I won't take us down my usual lesson on money. The answer to your underlying question is junk silver US minted coins. Start stocking up on dimes.


----------



## budgetprepp-n

you may see dimes cut in half before it's over


----------



## lordtsunami

My money is on the things we take for granted....food,water,shelter, heck even tp alcohol will be big


----------



## PaulS

I plan to print my own... all I need is a rotary press and some plates


----------



## Maine-Marine

I will use whatever the other person is willing to accept for an ITEM I need

I will accept silver, gold, canned food, or something I need for an item the other person needs....

lets remember - trade is not a one way street... both people MUST agree to the terms.... if you NEED an item - you will try and get the thing the other person wants for it...


----------



## Leeroy Jenkins

Bottle caps...


----------



## Medic33

clams


----------



## triem

haha, the farmers WILL know it, when the power's off, believe that. The city folk will be forced to leave, within a week, due to lack of water. they'll come to the farmers for water and food. the same will be true of small towns, suburbs, etc. It's your neighbors who will shoot you first, folks. They will get to you sooner. for a year or more after shtf, nobody will be able to RISK barter/selling. too many will just kill you and take everything that you (had). Why pay you? When there's no currency, there will also be no cops, folks. With no law, PLENTY of people will just shoot you on sight, many of them just for the hell of it, actually. there's 15 million felons in the US, and only 3 million are locked up. Many of the latter are in unfenced "camps", halfway houses and the like. they can all leave if shtf, cause there will be no guards working for free.


----------



## triem

barter will be extremely dangerous for years, if shtf. You'd better handle it by dead drops, signs left, arrow or slingshot messages. Start your trades very small and never let it get too big or trusting! Whistles, horns, smoke can signal when to check for other, visual messages, (like chalk marks or tree slashes) at agreed upon sites.

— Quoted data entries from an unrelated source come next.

//! Double-buffered cell grid with diff and full-sync rendering.
//!
//! The back buffer is what callers draw into; the front buffer mirrors what
//! the terminal currently shows. `render_to` walks rows left to right,
//! skipping cells whose front and back entries already match, and groups the
//! rest into style-homogeneous batches so the renderer emits each style
//! sequence at most once per run.
//!
//! Occupancy invariants, restored by every write path:
//! - no continuation cell at column 0;
//! - a continuation at `(x, y)` has a width-2 leader at `(x-1, y)`;
//! - no width-2 leader at the last column.

use crate::{Cell, CellRenderer, Cursor};
use core_style::{Attribute, Color};
use std::io;

pub struct Buffer {
    width: i32,
    height: i32,
    front: Vec<Cell>,
    back: Vec<Cell>,
    cursor: Cursor,
    /// Reusable batch scratch; grows to the longest run ever emitted.
    batch: String,
    /// Set by `invalidate`/`resize`: the next render must clear the
    /// renderer's cached style and cursor state before emitting.
    needs_state_reset: bool,
}

impl Buffer {
    pub fn new(width: i32, height: i32) -> Buffer {
        let width = width.max(0);
        let height = height.max(0);
        let len = (width as usize) * (height as usize);
        Buffer {
            width,
            height,
            front: vec![Cell::invalid(); len],
            back: vec![Cell::default(); len],
            cursor: Cursor::default(),
            batch: String::new(),
            needs_state_reset: true,
        }
    }

    #[inline]
    pub fn width(&self) -> i32 {
        self.width
    }

    #[inline]
    pub fn height(&self) -> i32 {
        self.height
    }

    pub fn cursor(&self) -> &Cursor {
        &self.cursor
    }

    #[inline]
    fn index(&self, x: i32, y: i32) -> usize {
        (y * self.width + x) as usize
    }

    #[inline]
    fn in_bounds(&self, x: i32, y: i32) -> bool {
        x >= 0 && y >= 0 && x < self.width && y < self.height
    }

    /// Write one grapheme cluster at `(x, y)`.
    ///
    /// Returns `false` without touching the grid for out-of-bounds targets,
    /// zero-width input (control characters, standalone combining marks,
    /// empty strings), and width-2 clusters at the last column. These are
    /// rejections, not errors.
    pub fn set_cell(
        &mut self,
        x: i32,
        y: i32,
        grapheme: &str,
        fg: Color,
        bg: Color,
        attr: Attribute,
    ) -> bool {
        if !self.in_bounds(x, y) {
            return false;
        }
        let cell = match Cell::leader(grapheme, fg, bg, attr) {
            Some(cell) => cell,
            None => return false,
        };
        if cell.width == 2 && x == self.width - 1 {
            return false;
        }
        self.put(x, y, cell);
        true
    }

    /// Convenience wrapper over `set_cell` for single scalars.
    pub fn set_char(
        &mut self,
        x: i32,
        y: i32,
        ch: char,
        fg: Color,
        bg: Color,
        attr: Attribute,
    ) -> bool {
        let mut buf = [0u8; 4];
        self.set_cell(x, y, ch.encode_utf8(&mut buf), fg, bg, attr)
    }

    pub fn get_cell(&self, x: i32, y: i32) -> Option<&Cell> {
        if !self.in_bounds(x, y) {
            return None;
        }
        Some(&self.back[self.index(x, y)])
    }

    /// The validated write primitive. `cell` is a leader of width 1 or 2
    /// whose columns fit the row; every orphan the write could create is
    /// repaired here.
    fn put(&mut self, x: i32, y: i32, cell: Cell) {
        let w = cell.width as i32;
        let target = self.index(x, y);
        let prior_was_wide = {
            let prior = &self.back[target];
            !prior.continuation && prior.width == 2
        };

        // Overwriting a continuation orphans its leader.
        if self.back[target].continuation {
            let leader = self.index(x - 1, y);
            self.back[leader] = Cell::default();
        }

        // A wide write that lands on the first column of another wide leader
        // orphans that leader's continuation one further right.
        if w == 2 {
            let next = self.index(x + 1, y);
            if !self.back[next].continuation && self.back[next].width == 2 {
                let orphan = self.index(x + 2, y);
                self.back[orphan] = Cell::default();
            }
        }

        // Pre-clear the target columns, then write leader (+ continuation).
        self.back[target] = Cell::default();
        if w == 2 {
            let next = self.index(x + 1, y);
            self.back[next] = Cell::continuation(cell.fg, cell.bg, cell.attr);
        }
        self.back[target] = cell;

        // A narrow write over a previously wide leader strands the old
        // continuation.
        if w == 1 && prior_was_wide {
            let stale = self.index(x + 1, y);
            self.back[stale] = Cell::default();
        }
    }

    /// Reset every back-buffer cell to the default cell.
    pub fn clear(&mut self) {
        self.back.fill(Cell::default());
    }

    /// Poison the front buffer so the next render re-emits the entire grid
    /// and clears the renderer's cached state first. Used after anything
    /// external may have written to the terminal.
    pub fn invalidate(&mut self) {
        self.front.fill(Cell::invalid());
        self.needs_state_reset = true;
    }

    pub fn set_cursor(&mut self, x: i32, y: i32) {
        self.cursor.set(x, y);
    }

    pub fn hide_cursor(&mut self) {
        self.cursor.hide();
    }

    pub fn show_cursor(&mut self) {
        self.cursor.show();
    }

    /// Resize the grid, preserving overlapping content, then repair cells the
    /// new geometry breaks: wide leaders at the new last column and orphaned
    /// continuations become default, and the cursor is clamped.
    pub fn resize(&mut self, new_w: i32, new_h: i32) {
        let new_w = new_w.max(0);
        let new_h = new_h.max(0);
        if new_w == self.width && new_h == self.height {
            return;
        }
        let len = (new_w as usize) * (new_h as usize);
        let mut back = vec![Cell::default(); len];
        let copy_w = self.width.min(new_w);
        let copy_h = self.height.min(new_h);
        for y in 0..copy_h {
            for x in 0..copy_w {
                back[(y * new_w + x) as usize] = self.back[self.index(x, y)].clone();
            }
        }

        for y in 0..new_h {
            for x in 0..new_w {
                let idx = (y * new_w + x) as usize;
                if back[idx].continuation {
                    let orphan = x == 0 || {
                        let left = &back[(y * new_w + x - 1) as usize];
                        left.continuation || left.width != 2
                    };
                    if orphan {
                        back[idx] = Cell::default();
                    }
                } else if back[idx].width == 2 && x == new_w - 1 {
                    back[idx] = Cell::default();
                }
            }
        }

        self.width = new_w;
        self.height = new_h;
        self.back = back;
        self.front = vec![Cell::invalid(); len];
        self.needs_state_reset = true;
        self.cursor.clamp(new_w, new_h);
    }

    /// Diff the back buffer against the front buffer and emit only changed
    /// runs, then the cursor. With `auto_flush` the renderer is flushed at
    /// the end; callers bracketing the paint (synchronized updates) pass
    /// `false` and flush themselves.
    pub fn render_to<R: CellRenderer + ?Sized>(
        &mut self,
        renderer: &mut R,
        auto_flush: bool,
    ) -> io::Result<()> {
        if self.needs_state_reset {
            renderer.reset_render_state();
            self.needs_state_reset = false;
        }
        for y in 0..self.height {
            self.render_row(y, renderer, true)?;
        }
        renderer.render_cursor(&self.cursor)?;
        if auto_flush {
            renderer.flush()?;
        }
        Ok(())
    }

    /// Full redraw: every cell is emitted regardless of the front buffer,
    /// after resetting the renderer's cached state.
    pub fn sync_to<R: CellRenderer + ?Sized>(
        &mut self,
        renderer: &mut R,
        auto_flush: bool,
    ) -> io::Result<()> {
        renderer.reset_render_state();
        self.needs_state_reset = false;
        for y in 0..self.height {
            self.render_row(y, renderer, false)?;
        }
        renderer.render_cursor(&self.cursor)?;
        if auto_flush {
            renderer.flush()?;
        }
        Ok(())
    }

    /// Emit one row. In diff mode unchanged cells are skipped; a batch opens
    /// at the first changed leader and extends over changed-or-continuation
    /// cells sharing its style. Continuations are synced without contributing
    /// rendered columns, so the batch advance equals the sum of leader
    /// widths.
    fn render_row<R: CellRenderer + ?Sized>(
        &mut self,
        y: i32,
        renderer: &mut R,
        diff: bool,
    ) -> io::Result<()> {
        let width = self.width;
        let mut x = 0i32;
        while x < width {
            let idx = self.index(x, y);
            let changed = !diff || self.front[idx] != self.back[idx];
            if !changed {
                x += 1;
                continue;
            }
            if self.back[idx].continuation {
                // A continuation whose leader did not change: sync it
                // silently, the glyph on screen is already right.
                self.front[idx] = self.back[idx].clone();
                x += 1;
                continue;
            }

            let start = x;
            let (fg, bg, attr) = {
                let opener = &self.back[idx];
                (opener.fg, opener.bg, opener.attr)
            };
            self.batch.clear();
            let mut columns = 0i32;
            loop {
                let idx = self.index(x, y);
                self.front[idx] = self.back[idx].clone();
                let cell = &self.front[idx];
                if !cell.continuation {
                    self.batch.push_str(&cell.grapheme);
                    columns += cell.width as i32;
                }
                x += 1;
                if x >= width {
                    break;
                }
                let next_idx = self.index(x, y);
                let next = &self.back[next_idx];
                if next.continuation {
                    continue;
                }
                let next_changed = !diff || self.front[next_idx] != *next;
                if !next_changed {
                    break;
                }
                if !(next.fg == fg && next.bg == bg && next.attr == attr) {
                    break;
                }
            }
            renderer.render_batch(start, y, &self.batch, fg, bg, attr, columns)?;
        }
        Ok(())
    }

    /// Check the occupancy invariants over the whole back buffer. Test
    /// support; not part of the rendering path.
    pub fn check_invariants(&self) -> Result<(), String> {
        for y in 0..self.height {
            for x in 0..self.width {
                let cell = &self.back[self.index(x, y)];
                if cell.continuation {
                    if x == 0 {
                        return Err(format!("continuation at column 0, row {y}"));
                    }
                    let left = &self.back[self.index(x - 1, y)];
                    if left.continuation || left.width != 2 {
                        return Err(format!("orphan continuation at ({x}, {y})"));
                    }
                } else {
                    if cell.width == 0 {
                        return Err(format!("zero-width leader at ({x}, {y})"));
                    }
                    if cell.width == 2 && x == self.width - 1 {
                        return Err(format!("wide leader at last column, row {y}"));
                    }
                }
            }
        }
        Ok(())
    }
}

You'll still be at risk of being poisoned, blown up, or catching a disease from pathogens on the traded items, even if you do avoid personal contact.


----------



## SAR-1L

I specialize in skills, both common enough we should all know them but most don't.
That and some of the more rare tidbits of life saving knowledge that you can barter with.

You can't steal skills, that and the knowledge and experience you take with you are the
only thing light enough to still allow you to run, hide, fight, and walk mile after mile,
and still not lose even if you had to ditch some of the weight in your pack.

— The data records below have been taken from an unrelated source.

//! Colors and SGR attributes for cell styling.
//!
//! `Color` carries one of three palettes (ANSI-8, ANSI-256, direct RGB) with
//! total, deterministic conversions between them; `Attribute` is the SGR
//! attribute bitset. Both are plain value types compared field-wise.

use bitflags::bitflags;

mod color;

pub use color::{ArgumentError, Color};

bitflags! {
    /// SGR text attributes. `CURSIVE` is the italic bit; the name follows the
    /// historical SGR terminology.
    #[derive(Debug, Clone, Copy, PartialEq, Eq, Hash, Default)]
    pub struct Attribute: u8 {
        const BOLD          = 1;
        const UNDERLINE     = 2;
        const REVERSE       = 4;
        const BLINK         = 8;
        const DIM           = 16;
        const CURSIVE       = 32;
        const HIDDEN        = 64;
        const STRIKETHROUGH = 128;
    }
}

impl Attribute {
    /// Bits present in `self` but absent from `next`. A non-empty result
    /// means a style transition cannot be expressed additively and requires
    /// a full SGR reset first.
    #[inline]
    pub fn removed_by(self, next: Attribute) -> Attribute {
        self & !next
    }

    /// Bits present in `next` but absent from `self`.
    #[inline]
    pub fn added_by(self, next: Attribute) -> Attribute {
        next & !self
    }
}

#[cfg(test)]
mod tests {
    use super::*;

    #[test]
    fn attribute_bit_values() {
        assert_eq!(Attribute::BOLD.bits(), 1);
        assert_eq!(Attribute::UNDERLINE.bits(), 2);
        assert_eq!(Attribute::REVERSE.bits(), 4);
        assert_eq!(Attribute::BLINK.bits(), 8);
        assert_eq!(Attribute::DIM.bits(), 16);
        assert_eq!(Attribute::CURSIVE.bits(), 32);
        assert_eq!(Attribute::HIDDEN.bits(), 64);
        assert_eq!(Attribute::STRIKETHROUGH.bits(), 128);
    }

    #[test]
    fn removed_and_added_deltas() {
        let prev = Attribute::BOLD | Attribute::UNDERLINE;
        let next = Attribute::UNDERLINE | Attribute::REVERSE;
        assert_eq!(prev.removed_by(next), Attribute::BOLD);
        assert_eq!(prev.added_by(next), Attribute::REVERSE);
        assert_eq!(prev.removed_by(prev), Attribute::empty());
    }
}
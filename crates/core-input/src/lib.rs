//! Input decoding: raw terminal bytes to key, mouse, and focus events.

mod key;
mod mouse;
mod parser;

pub use key::{KeyCode, KeyEvent, Modifiers};
pub use mouse::{MouseButton, MouseEvent};
pub use parser::{ByteSource, InputEvent, InputParser, ESCAPE_GRACE_MS};
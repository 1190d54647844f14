//! Compiled terminfo database lookup and parsing.
//!
//! Databases live as one file per terminal name under per-first-letter
//! subdirectories (`x/xterm`); macOS historically uses the hex value of the
//! first letter instead (`78/xterm`). Files begin with a 12-byte header of
//! six little-endian 16-bit words:
//!
//! `magic, names_size, bool_count, num_count, string_count, table_size`
//!
//! Magic 0o432 marks the legacy format with 16-bit numbers; 542 marks the
//! widened format with 32-bit numbers. Numbers are irrelevant here, but
//! their section width moves the string-offset array.

use crate::error::ParseError;
use crate::names::STRING_CAP_NAMES;
use std::collections::HashMap;
use std::env;
use std::fs;
use std::path::PathBuf;

const MAGIC_LEGACY: u16 = 0o432;
const MAGIC_EXTENDED: u16 = 542;

/// Standard search locations, consulted after `$TERMINFO` and
/// `$HOME/.terminfo`.
const STANDARD_DIRS: &[&str] = &[
    "/etc/terminfo",
    "/lib/terminfo",
    "/usr/share/terminfo",
    "/usr/lib/terminfo",
    "/usr/local/share/terminfo",
];

/// Locate and read the database entry for `term`, or `None` when no
/// candidate file exists or is readable.
pub(crate) fn read_entry(term: &str) -> Option<Vec<u8>> {
    let first = term.chars().next()?;
    let mut dirs: Vec<PathBuf> = Vec::new();
    if let Ok(dir) = env::var("TERMINFO") {
        dirs.push(PathBuf::from(dir));
    }
    if let Ok(home) = env::var("HOME") {
        dirs.push(PathBuf::from(home).join(".terminfo"));
    }
    dirs.extend(STANDARD_DIRS.iter().map(PathBuf::from));

    for dir in dirs {
        // Letter layout, then the legacy hex layout.
        let letter = dir.join(first.to_string()).join(term);
        if let Ok(data) = fs::read(&letter) {
            return Some(data);
        }
        let hex = dir.join(format!("{:02x}", first as u32)).join(term);
        if let Ok(data) = fs::read(&hex) {
            return Some(data);
        }
    }
    None
}

/// Parse a compiled terminfo entry into a capability map. Absent
/// capabilities are mapped to empty strings; positions beyond the builtin
/// name table are ignored.
pub(crate) fn parse(data: &[u8]) -> Result<HashMap<String, String>, ParseError> {
    let header = read_header(data)?;
    let num_size = if header.magic == MAGIC_EXTENDED { 4 } else { 2 };

    let mut pos = 12usize;
    pos = pos
        .checked_add(header.names_size as usize)
        .ok_or(ParseError::TruncatedData { section: "names" })?;
    pos += header.bool_count as usize;
    // The numbers section is aligned to an even byte boundary.
    if pos % 2 == 1 {
        pos += 1;
    }
    pos += header.num_count as usize * num_size;

    let offsets_end = pos + header.string_count as usize * 2;
    let table_end = offsets_end + header.table_size as usize;
    if table_end > data.len() {
        return Err(ParseError::TruncatedData {
            section: "string table",
        });
    }
    let table = &data[offsets_end..table_end];

    let mut caps = HashMap::with_capacity(STRING_CAP_NAMES.len());
    for (index, name) in STRING_CAP_NAMES.iter().enumerate() {
        if index >= header.string_count as usize {
            break;
        }
        let off_pos = pos + index * 2;
        let offset = i16::from_le_bytes([data[off_pos], data[off_pos + 1]]);
        if offset < 0 {
            continue; // -1: capability absent
        }
        let offset = offset as i32;
        if offset >= header.table_size {
            return Err(ParseError::InvalidOffset {
                offset,
                max: header.table_size,
            });
        }
        let start = offset as usize;
        let end = table[start..]
            .iter()
            .position(|&b| b == 0)
            .map(|nul| start + nul)
            .ok_or(ParseError::CorruptedString(start))?;
        let value = String::from_utf8_lossy(&table[start..end]).into_owned();
        caps.insert((*name).to_string(), value);
    }
    Ok(caps)
}

struct Header {
    magic: u16,
    names_size: i32,
    bool_count: i32,
    num_count: i32,
    string_count: i32,
    table_size: i32,
}

fn read_header(data: &[u8]) -> Result<Header, ParseError> {
    if data.len() < 12 {
        return Err(ParseError::TruncatedData { section: "header" });
    }
    let word = |i: usize| i16::from_le_bytes([data[i * 2], data[i * 2 + 1]]);
    let magic = word(0) as u16;
    if magic != MAGIC_LEGACY && magic != MAGIC_EXTENDED {
        return Err(ParseError::InvalidMagic(magic));
    }
    let header = Header {
        magic,
        names_size: word(1) as i32,
        bool_count: word(2) as i32,
        num_count: word(3) as i32,
        string_count: word(4) as i32,
        table_size: word(5) as i32,
    };
    for (field, value) in [
        ("names_size", header.names_size),
        ("bool_count", header.bool_count),
        ("num_count", header.num_count),
        ("string_count", header.string_count),
        ("table_size", header.table_size),
    ] {
        if value < 0 {
            return Err(ParseError::InvalidHeader { field, value });
        }
    }
    Ok(header)
}

#[cfg(test)]
pub(crate) fn build_entry(
    names: &str,
    strings: &[(usize, &str)],
    extended_magic: bool,
) -> Vec<u8> {
    // Test fixture builder: assembles a minimal compiled entry with the
    // given string capabilities at their table positions.
    let string_count = strings.iter().map(|(i, _)| i + 1).max().unwrap_or(0);
    let mut table: Vec<u8> = Vec::new();
    let mut offsets = vec![-1i16; string_count];
    for (index, value) in strings {
        offsets[*index] = table.len() as i16;
        table.extend_from_slice(value.as_bytes());
        table.push(0);
    }

    let names_size = names.len() + 1;
    let magic: u16 = if extended_magic { MAGIC_EXTENDED } else { MAGIC_LEGACY };
    let mut data = Vec::new();
    for word in [
        magic as i16,
        names_size as i16,
        0,
        0,
        string_count as i16,
        table.len() as i16,
    ] {
        data.extend_from_slice(&word.to_le_bytes());
    }
    data.extend_from_slice(names.as_bytes());
    data.push(0);
    if (names_size) % 2 == 1 {
        data.push(0);
    }
    for offset in offsets {
        data.extend_from_slice(&offset.to_le_bytes());
    }
    data.extend_from_slice(&table);
    data
}
//! Platform-abstract timers and fd readiness.
//!
//! Three implementations share one trait: epoll + timerfd on Linux, kqueue
//! with EVFILT_TIMER on the BSD family, and a portable `poll(2)` loop with
//! software timers that compiles everywhere and is the default elsewhere.
//! All of them tolerate re-registering an fd that is already known, and all
//! report missed timer expirations as a count so a stalled consumer can
//! coalesce.

use crate::error::Result;
use bitflags::bitflags;
use std::os::unix::io::RawFd;
use std::time::Duration;

#[cfg(target_os = "linux")]
mod epoll;
mod fallback;
#[cfg(any(
    target_os = "macos",
    target_os = "freebsd",
    target_os = "openbsd",
    target_os = "dragonfly"
))]
mod kqueue;

#[cfg(target_os = "linux")]
pub use epoll::EpollPoller;
pub use fallback::PollFallback;
#[cfg(any(
    target_os = "macos",
    target_os = "freebsd",
    target_os = "openbsd",
    target_os = "dragonfly"
))]
pub use kqueue::KqueuePoller;

bitflags! {
    /// Readiness classes an fd can be registered for.
    #[derive(Debug, Clone, Copy, PartialEq, Eq, Hash)]
    pub struct PollEvents: u8 {
        const READ  = 1;
        const WRITE = 2;
        const ERROR = 4;
    }
}

/// Opaque identifier for a registered timer.
#[derive(Debug, Clone, Copy, PartialEq, Eq, Hash)]
pub struct TimerHandle(pub u64);

#[derive(Debug, Clone, PartialEq, Eq)]
pub enum PollResult {
    /// A timer fired; `expirations` counts ticks since the last report.
    Timer {
        handle: TimerHandle,
        expirations: u64,
    },
    FdReadable { fd: RawFd },
    FdWritable { fd: RawFd },
    FdError { fd: RawFd },
    /// Readiness on a descriptor registered as a signal pipe.
    Signal { fd: RawFd },
}

pub trait Poller: Send {
    /// Arm a timer. Non-repeating timers fire once and disarm themselves.
    fn add_timer(&mut self, interval: Duration, repeating: bool) -> Result<TimerHandle>;

    fn cancel_timer(&mut self, handle: TimerHandle) -> Result<()>;

    /// Watch an fd. Registering an already-known fd replaces its event mask.
    fn register_fd(&mut self, fd: RawFd, events: PollEvents) -> Result<()>;

    fn unregister_fd(&mut self, fd: RawFd) -> Result<()>;

    /// Block until something is ready or `timeout` elapses (`None` blocks
    /// indefinitely). Returns `Ok(None)` on timeout. The user timeout is
    /// honored even when armed timers have longer intervals.
    fn wait(&mut self, timeout: Option<Duration>) -> Result<Option<PollResult>>;

    /// Release kernel resources. Idempotent; further calls are no-ops.
    fn close(&mut self);
}

/// The best poller for the running platform.
pub fn new_poller() -> Result<Box<dyn Poller>> {
    #[cfg(target_os = "linux")]
    {
        Ok(Box::new(EpollPoller::new()?))
    }
    #[cfg(any(
        target_os = "macos",
        target_os = "freebsd",
        target_os = "openbsd",
        target_os = "dragonfly"
    ))]
    {
        Ok(Box::new(KqueuePoller::new()?))
    }
    #[cfg(not(any(
        target_os = "linux",
        target_os = "macos",
        target_os = "freebsd",
        target_os = "openbsd",
        target_os = "dragonfly"
    )))]
    {
        Ok(Box::new(PollFallback::new()))
    }
}

/// Millisecond form of an optional timeout for `poll`-style calls;
/// `None` maps to -1 (block forever).
#[allow(dead_code)]
pub(crate) fn timeout_ms(timeout: Option<Duration>) -> i32 {
    match timeout {
        None => -1,
        Some(d) => d.as_millis().min(i32::MAX as u128) as i32,
    }
}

I believe you could earn a meal or two or a couple jugs of clean water,
if you teach a person things which may save their life.

Or you have a skill which solves their problem.


----------



## PaulS

Knowledge is power and as you say - something that can't be lost. (well when you are as old as I am it might get lost but I can usually find it).


----------



## triem

many will just put you in leg irons to a cannon ball. You won't be going anywhere fast. whip or vise grip will get info out of you, too. trusting people is going to be a big mistake. Almost everyone who ever went to prison did so cause they trusted somebody with info that said person should never have had.


----------



## PaulS

triem,
If you don't have anyone that you can trust, I just feel very sorry for you.
There are a lot of people that I trust at various levels and some I would trust with my wife and my kids. There are many I would trust with my life.


----------



## tango

Bitcoin? Why in hell invest in something that does not really exist??


----------



## PaulS

After an HEMP nothing on the internet will exist! Bitcoin? really?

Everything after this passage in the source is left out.